Но был еще Ташкент тот, что чувствовал себя самым главным, самым сильным. Город партийных чиновников тоже стремился войти в контакт с другими слоями, но лишь для того, чтобы подмять и обезличить все остальные формы жизни. Третий Ташкент не желал, чтобы люди свободно торговали, уплачивая за товар приемлемую для обеих сторон цену; он не хотел также, чтобы врачи лечили больных частным образом, сапожники приватно шили обувь, а архитекторы создавали личные, по своему вкусу проекты построек. Но более всего городу чиновников была ненавистна мысль о людях, которые молятся не их богу, о тех, кто самовольно собирается в храмы и вместо издевательской «Библии для верующих и неверующих» читает просто Библию. И торгующие и верующие казались опасными новой власти тем, что сохраняли какие-то остатки свободы. Одни материальной, другие духовной.
Десять лет спустя после революции партийно-административный Ташкент все еще боролся со всяким, кто пытался сохранить личную независимость. В газетном просторечии это называлось борьбой с классовым врагом.
В Ташкенте 1929 г. «личный интерес» городских властей состоял, в частности, в том, чтобы любым образом избавиться от Войно-Ясенецкого. В нем все вызывало раздражение и ненависть хозяев города. Разжалованный владыка, лишенный студенческой аудитории, профессор, ученый, чьи научные книги в стране не печатались, а проповеди замалчивались, тем не менее оставался владыкой множества человеческих душ. Его чтили. К нему обращались не только за благословением, но и за разрешением семейных и бытовых конфликтов. Маленький домик на Учительской превратился в своеобразное государство в государстве. Этого нельзя было терпеть.
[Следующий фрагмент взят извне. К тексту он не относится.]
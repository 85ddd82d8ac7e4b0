// Copyright 2021 Twitter, Inc.
// Licensed under the Apache License, Version 2.0
// http://www.apache.org/licenses/LICENSE-2.0

use crate::buffer::Core;
use crate::config::GB;
use crate::format::Style;
use crate::outputs::{Output, Stdout};
use crate::rotate::RotatingFile;
use crate::sender::Logger;
use crate::writer::Writer;
use crate::{AsyncLog, Error, Level};

use std::path::{Path, PathBuf};
use std::sync::Arc;

/// A type to construct an `AsyncLog`. At least one sink must be enabled: a
/// log directory, the console echo, or both.
pub struct LogBuilder {
    log_path: Option<PathBuf>,
    file_name: String,
    level: Level,
    highlight: Level,
    max_file_size: u64,
    max_files: usize,
    max_buffered_lines: usize,
    console: bool,
    color: bool,
    output: Option<Box<dyn Output>>,
}

impl Default for LogBuilder {
    fn default() -> Self {
        Self {
            log_path: None,
            file_name: String::from("log"),
            level: Level::Info,
            highlight: Level::Warn,
            max_file_size: GB as u64,
            max_files: 0,
            max_buffered_lines: 65536,
            console: true,
            color: true,
            output: None,
        }
    }
}

impl LogBuilder {
    /// Create a new log builder.
    pub fn new() -> Self {
        Default::default()
    }

    /// Sets the directory rotated log files are written to. Without a path
    /// the engine logs to the console only.
    pub fn log_path<T: AsRef<Path>>(mut self, path: T) -> Self {
        self.log_path = Some(path.as_ref().to_owned());
        self
    }

    /// Sets the base name rotated files are derived from, as in
    /// `{name}-{YYYY-MM-DD}({index}).log`.
    pub fn file_name(mut self, name: &str) -> Self {
        self.file_name = name.to_string();
        self
    }

    /// Sets the initial level threshold. Records below it are discarded at
    /// the submission site.
    pub fn level(mut self, level: Level) -> Self {
        self.level = level;
        self
    }

    /// Sets the most verbose level rendered in a highlight color. Less
    /// severe levels render with a dim preamble instead.
    pub fn highlight(mut self, level: Level) -> Self {
        self.highlight = level;
        self
    }

    /// Sets the size cap in bytes after which the file index rotates. Zero
    /// disables size based rotation.
    pub fn max_file_size(mut self, bytes: u64) -> Self {
        self.max_file_size = bytes;
        self
    }

    /// Sets how many rotated files to keep. The oldest files beyond the
    /// limit are removed after each rotation. Zero keeps everything.
    pub fn max_files(mut self, files: usize) -> Self {
        self.max_files = files;
        self
    }

    /// Sets the bound on buffered lines. When producers outpace the writer
    /// past this bound, the newest lines are shed and counted rather than
    /// blocking the producers. Deeper buffers are less likely to shed, but
    /// come at the cost of additional memory utilization.
    pub fn max_buffered_lines(mut self, lines: usize) -> Self {
        self.max_buffered_lines = lines;
        self
    }

    /// Sets whether lines are echoed to the console in addition to the log
    /// file.
    pub fn console(mut self, echo: bool) -> Self {
        self.console = echo;
        self
    }

    /// Sets whether terminal escape sequences are emitted. With color off
    /// every line is rendered plain.
    pub fn color(mut self, color: bool) -> Self {
        self.color = color;
        self
    }

    /// Replaces the console sink, `stdout` by default, with a custom
    /// output. Implies console echo.
    pub fn output(mut self, output: Box<dyn Output>) -> Self {
        self.output = Some(output);
        self.console = true;
        self
    }

    /// Consumes the builder and returns an `AsyncLog`.
    pub fn build(self) -> Result<AsyncLog, Error> {
        if self.log_path.is_none() && !self.console {
            return Err(Error::NoOutput);
        }
        let style = Style {
            color: self.color,
            highlight: self.highlight,
        };
        let core = Arc::new(Core::new(
            self.level.to_level_filter(),
            self.max_buffered_lines,
        ));
        let logger = Logger::new(core.clone(), style);
        let file = match self.log_path {
            Some(dir) => Some(RotatingFile::new(
                dir,
                &self.file_name,
                self.max_file_size,
                self.max_files,
            )),
            None => None,
        };
        let console: Option<Box<dyn Output>> = if self.console {
            Some(self.output.unwrap_or_else(|| Box::new(Stdout::new())))
        } else {
            None
        };
        let writer = Writer::new(core.clone(), file, console, style);
        Ok(AsyncLog {
            logger,
            writer,
            core,
            console: self.console,
            color: self.color,
        })
    }
}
Уже в начале 1929 г. власти принялись искать повод, чтобы выслать Луку. То обстоятельство, что он не нарушал государственных законов и местных постановлений, не имело никакого значения. ГПУ нуждалось не в реальных нарушениях, а в «счастливом случае», который позволил бы не только арестовать слишком влиятельного епископа, но и извлечь из ареста некую политическую выгоду, устроить из ареста «попа» очередной антирелигиозный спектакль. Подобрать под Войно-Ясенецкого ключи удалось в начале 1930 г. «Счастливым случаем» оказалась внезапная смерть профессора-физиолога Ивана Петровича Михайловского.
В газете «Звезда Востока» появилось краткое объявление: «Правление САГУ и деканат медицинского факультета с печалью сообщают о неожиданной смерти профессора медфака по кафедре физиологии Ивана Петровича Михайловского». Никаких подробностей о причине смерти газета не сообщала. Недостаток информации был, однако, немедленно восполнен обилием слухов. Вспомнили, что пожилой профессор недавно бросил жену с двумя детьми и женился на молоденькой студентке-медичке. Из этого делали вывод, что новый брак не принес ученому счастья и с горя он покончил с собой. Другие настаивали на том, что произошло убийство, – старика доконала молодая жена. Эта версия показалась наиболее убедительной, так как очень скоро милиция арестовала 23-летнюю студентку Екатерину Гайдебурову-Михайловскую.
В связи с трагической кончиной горожане начали припоминать, что покойный профессор давно уже вел себя как-то странно. Необычен был его внешний вид: потрепанный серый френч и видавшие виды «цивильные» брюки дополняла форменная казачья фуражка без кокарды. В одном ухе болталась золотая серьга. В университете его знали как человека угрюмого, неразговорчивого, скупого. Замечали за ним и иные чудачества: вдруг среди лекции сорвется и побежит домой, а на другой день объясняет – пришла в голову гениальная мысль. Да и на лекциях по своему предмету, случалось, говаривал он вещи, мягко выражаясь, странные. Так, однажды совершенно серьезно «объяснил» студентам: «Лейкоциты для того прозрачны, чтобы их не увидели микробы». Но главное «чудачество» Михайловского носило характер совсем не веселый, а скорее даже зловещий. В 1924 г. у профессора умер сын, мальчик лет тринадцати. Вместо того, чтобы похоронить ребенка, отец мумифицировал тело, завернул в бердану – тростниковую циновку и поместил у себя на кафедре в шкафу. Окружающим заявил, что вернет сына к жизни.